Quite quickly it be apparent that there was one section of the map where she fell straight through apparently solid ground. Oh joy! Time for another fluffing diversion!

Oh noes! And you don’t get the full flicker effect here!

My first impulse was to just plug the gap with some box colliders, but that was the too fiddly and inaccurate, and not a scalable solution.

After some experimentation, the faces of making up the gap seemed to be inverted – if turned over through 180° the collider worked. Perhaps the normals were inverted or the winding order of some of the faces were wrong. After further experimentation, this proved to be no practical use and didn’t lead to any practical solution.

Will Eastcott of PlayCanvas suggested subdivision. Clara.io doesn’t do subdivision automatically, but manually subdividing the faces fixed the problem. Again, manual subdivision is not a practical solution and is only of value in small, limited situations.

A search to do automatically subdivide lead to Blender.

The new model looked like pants as parts were too dark.


Looking shady.

The exported subdivided mesh seemed to work fine when tested, but not when added back into the original model as a collider. It turned out that the subdivided mesh was scaled and translated.

Back to our scheduled programme

I simplified the collision by using only the base mesh and using cylinders for trees.

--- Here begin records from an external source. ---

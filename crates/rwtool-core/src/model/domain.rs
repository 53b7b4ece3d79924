// ── Domain (report category) ──

use chrono::NaiveDateTime;
use serde::{Deserialize, Serialize};

use super::ids::DomainId;

/// A named report category that users subscribe to.
#[derive(Debug, Clone, PartialEq, Eq, Serialize, Deserialize)]
pub struct Domain {
    pub id: DomainId,
    pub name: String,
    pub description: String,
    pub created: Option<NaiveDateTime>,
}

/// Editable fields of a domain, used for both create and update.
#[derive(Debug, Clone, Default, PartialEq, Eq)]
pub struct DomainDraft {
    pub name: String,
    pub description: String,
}

impl DomainDraft {
    pub fn new(name: impl Into<String>, description: impl Into<String>) -> Self {
        Self {
            name: name.into(),
            description: description.into(),
        }
    }
}

impl From<&Domain> for DomainDraft {
    fn from(d: &Domain) -> Self {
        Self {
            name: d.name.clone(),
            description: d.description.clone(),
        }
    }
}
//! Login, signup and identity handlers.

use std::io::BufRead;

use secrecy::{ExposeSecret, SecretString};
use serde::Serialize;

use rwtool_core::auth::{self, SIGNUP_OK};
use rwtool_core::{CoreError, SignupForm};
use rwtool_config::TokenStore;

use crate::cli::{AuthArgs, AuthCommand, GlobalOpts};
use crate::config;
use crate::error::CliError;
use crate::output;

use super::CommandContext;

// ── Password input ──────────────────────────────────────────────────

fn read_password(prompt: &str, from_stdin: bool) -> Result<SecretString, CliError> {
    let raw = if from_stdin {
        let mut line = String::new();
        std::io::stdin().lock().read_line(&mut line)?;
        line.trim_end_matches(['\r', '\n']).to_owned()
    } else {
        rpassword::prompt_password(prompt)?
    };
    Ok(SecretString::from(raw))
}

fn prompt_email() -> Result<String, CliError> {
    dialoguer::Input::new()
        .with_prompt("Email")
        .interact_text()
        .map_err(|e| CliError::Io(std::io::Error::other(e)))
}

// ── Error mapping ───────────────────────────────────────────────────

fn login_error(err: CoreError, profile: &str) -> CliError {
    match err {
        CoreError::Network { .. } | CoreError::Validation { .. } => err.into(),
        other => CliError::AuthFailed {
            message: auth::login_failure_message(&other),
            profile: profile.into(),
        },
    }
}

fn signup_error(err: CoreError) -> CliError {
    match err {
        CoreError::Network { .. } | CoreError::Validation { .. } => err.into(),
        other => CliError::Validation {
            message: auth::signup_failure_message(&other).into(),
        },
    }
}

// ── Whoami ──────────────────────────────────────────────────────────

#[derive(Serialize)]
struct Identity<'a> {
    profile: &'a str,
    server: String,
    email: &'a str,
    name: &'a str,
    department: Option<&'a str>,
    role: String,
    landing: String,
}

fn identity_detail(i: &Identity<'_>) -> String {
    output::detail_lines(&[
        ("Profile", i.profile.to_owned()),
        ("Server", i.server.clone()),
        ("Email", output::or_dash(Some(i.email))),
        ("Name", output::or_dash(Some(i.name))),
        ("Department", output::or_dash(i.department)),
        ("Role", i.role.clone()),
        ("Landing", i.landing.clone()),
    ])
}

// ── Handler ─────────────────────────────────────────────────────────

pub async fn handle(
    args: AuthArgs,
    ctx: &CommandContext,
    global: &GlobalOpts,
) -> Result<(), CliError> {
    match args.command {
        AuthCommand::Login {
            email,
            password_stdin,
        } => {
            let email = match email {
                Some(email) => email,
                None => prompt_email()?,
            };
            let password = read_password("Password: ", password_stdin)?;
            let outcome = auth::login(&*ctx.gateways.auth, &email, &password)
                .await
                .map_err(|e| login_error(e, &ctx.profile))?;

            let mut cfg = config::load_config_or_default();
            let profile = cfg.profiles.entry(ctx.profile.clone()).or_default();
            if let Some(url) = &global.api_url {
                url.clone_into(&mut profile.api_url);
            }
            let session = &outcome.session;
            profile.email = Some(session.email.clone());
            if !session.name.is_empty() {
                profile.name = Some(session.name.clone());
            }
            if let Some(dept) = &session.department {
                profile.department = Some(dept.clone());
            }
            profile.role = Some(session.role.to_string());
            let store = rwtool_config::store_token(profile, &ctx.profile, &outcome.token);
            config::save_config(&cfg)?;

            ctx.notice(
                global,
                &format!(
                    "Logged in as {} ({}). Start with: {}",
                    session.email, session.role, outcome.landing
                ),
            );
            if store == TokenStore::Plaintext {
                ctx.notice(global, "Keyring unavailable; token saved in the config file");
            }
            Ok(())
        }

        AuthCommand::Signup {
            name,
            email,
            phone,
            domain,
            role,
            password_stdin,
        } => {
            let role = config::parse_role(&role)?;
            let password = read_password("Password: ", password_stdin)?;
            let confirm = if password_stdin {
                password.clone()
            } else {
                read_password("Confirm password: ", false)?
            };
            let form = SignupForm {
                name,
                email,
                phone,
                domain,
                password: password.expose_secret().to_owned(),
                confirm_password: confirm.expose_secret().to_owned(),
                role,
            };
            auth::signup(&*ctx.gateways.auth, &form)
                .await
                .map_err(signup_error)?;
            ctx.notice(global, SIGNUP_OK);
            Ok(())
        }

        AuthCommand::Logout => {
            let mut cfg = config::load_config_or_default();
            if let Some(profile) = cfg.profiles.get_mut(&ctx.profile) {
                rwtool_config::clear_token(profile, &ctx.profile);
                config::save_config(&cfg)?;
            }
            ctx.notice(global, "Logged out");
            Ok(())
        }

        AuthCommand::Whoami => {
            let session = &ctx.session;
            let identity = Identity {
                profile: &ctx.profile,
                server: ctx.server.clone(),
                email: &session.email,
                name: &session.name,
                department: session.department.as_deref(),
                role: session.role.to_string(),
                landing: session.role.landing_screen().to_string(),
            };
            let out = output::render_single(&global.output, &identity, identity_detail, |i| {
                i.email.to_owned()
            });
            output::print_output(&out, global.quiet);
            Ok(())
        }
    }
}
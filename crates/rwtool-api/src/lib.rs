// rwtool-api: Async Rust client for the report-distribution platform REST API

pub mod auth;
pub mod client;
mod domains;
pub mod error;
mod favorites;
mod folders;
mod reports;
mod subscriptions;
pub mod transport;
pub mod types;
mod user_groups;

pub use client::{ApiClient, DEFAULT_BASE_URL};
pub use error::Error;
pub use transport::TransportConfig;
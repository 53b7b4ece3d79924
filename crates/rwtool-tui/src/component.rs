//! Component trait, the building block for every screen.

use color_eyre::eyre::Result;
use crossterm::event::KeyEvent;
use ratatui::{Frame, layout::Rect};
use tokio::sync::mpsc::UnboundedSender;

use crate::action::Action;

/// Lifecycle: `init` → (`handle_key_event` | `update` | `render`)*
pub trait Component: Send {
    /// Called once when mounted, with the sender for follow-up actions.
    fn init(&mut self, _action_tx: UnboundedSender<Action>) -> Result<()> {
        Ok(())
    }

    fn handle_key_event(&mut self, _key: KeyEvent) -> Result<Option<Action>> {
        Ok(None)
    }

    /// Process a dispatched action. May return a follow-up action.
    fn update(&mut self, _action: &Action) -> Result<Option<Action>> {
        Ok(None)
    }

    fn render(&self, frame: &mut Frame, area: Rect);

    /// True while a dialog owns the keyboard, so global keys such as
    /// `q` or digits are typed into it instead.
    fn captures_input(&self) -> bool {
        false
    }

    fn set_focused(&mut self, _focused: bool) {}

    fn id(&self) -> &str;
}
//! Palette and semantic styles.

use ratatui::style::{Color, Modifier, Style};

use rwtool_core::NoticeLevel;

// ── Palette ──────────────────────────────────────────────────────────

pub const ELECTRIC_PURPLE: Color = Color::Rgb(225, 53, 255); // #e135ff
pub const NEON_CYAN: Color = Color::Rgb(128, 255, 234); // #80ffea
pub const CORAL: Color = Color::Rgb(255, 106, 193); // #ff6ac1
pub const ELECTRIC_YELLOW: Color = Color::Rgb(241, 250, 140); // #f1fa8c
pub const SUCCESS_GREEN: Color = Color::Rgb(80, 250, 123); // #50fa7b
pub const ERROR_RED: Color = Color::Rgb(255, 99, 99); // #ff6363

pub const DIM_WHITE: Color = Color::Rgb(189, 193, 207); // #bdc1cf
pub const BORDER_GRAY: Color = Color::Rgb(98, 114, 164); // #6272a4
pub const BG_HIGHLIGHT: Color = Color::Rgb(40, 42, 54); // #282a36
pub const BG_DARK: Color = Color::Rgb(30, 31, 41); // #1e1f29

// ── Semantic styles ──────────────────────────────────────────────────

pub fn title_style() -> Style {
    Style::default().fg(NEON_CYAN).add_modifier(Modifier::BOLD)
}

pub fn border_focused() -> Style {
    Style::default().fg(ELECTRIC_PURPLE)
}

pub fn border_default() -> Style {
    Style::default().fg(BORDER_GRAY)
}

pub fn table_header() -> Style {
    Style::default()
        .fg(NEON_CYAN)
        .add_modifier(Modifier::BOLD | Modifier::UNDERLINED)
}

pub fn table_row() -> Style {
    Style::default().fg(DIM_WHITE)
}

pub fn table_selected() -> Style {
    Style::default()
        .fg(ELECTRIC_PURPLE)
        .bg(BG_HIGHLIGHT)
        .add_modifier(Modifier::BOLD)
}

pub fn tab_active() -> Style {
    Style::default()
        .fg(ELECTRIC_PURPLE)
        .add_modifier(Modifier::BOLD)
}

pub fn tab_inactive() -> Style {
    Style::default().fg(DIM_WHITE)
}

/// Tabs outside the session role's usual screens.
pub fn tab_muted() -> Style {
    Style::default().fg(BORDER_GRAY)
}

pub fn key_hint() -> Style {
    Style::default().fg(BORDER_GRAY)
}

pub fn key_hint_key() -> Style {
    Style::default().fg(NEON_CYAN).add_modifier(Modifier::BOLD)
}

/// Request status colors, matched case-insensitively.
pub fn status_color(status: &str) -> Color {
    if status.eq_ignore_ascii_case("approved") {
        SUCCESS_GREEN
    } else if status.eq_ignore_ascii_case("rejected") {
        ERROR_RED
    } else if status.eq_ignore_ascii_case("pending") {
        ELECTRIC_YELLOW
    } else {
        DIM_WHITE
    }
}

/// Toast border color and icon for a notice level.
pub fn notice_style(level: NoticeLevel) -> (Color, &'static str) {
    match level {
        NoticeLevel::Success => (SUCCESS_GREEN, "✓"),
        NoticeLevel::Error => (ERROR_RED, "✗"),
        NoticeLevel::Validation => (ELECTRIC_YELLOW, "!"),
    }
}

This also stops Pearl from bouncing off leaves, and allows her to paddle through water.

I added an animated pulsing effect to random shapes for some visual interest.


If a collision mesh isn’t working properly:

  1. Subdivide in Blender (Clara.io won’t do it automatically, Maya and Max cost money).
  2. Test that the subdivided mesh actually works.
  3. If it looks good use it.
  4. If it looks like pants, add it to the original as a collision mesh but watch out for changes is scale and position.


There was a proliferation of PlayCanvas projects to preserve existing work and separate oh, so very many new experiments to test out ideas and such.

I’m having to pick up more than a passing acquaintance with a varied group of tools whether I want to or not. I’m not a fan of Blender, but it looks like the best option in many cases. I’d much prefer Clara.io, but it just doesn’t have all the features I need.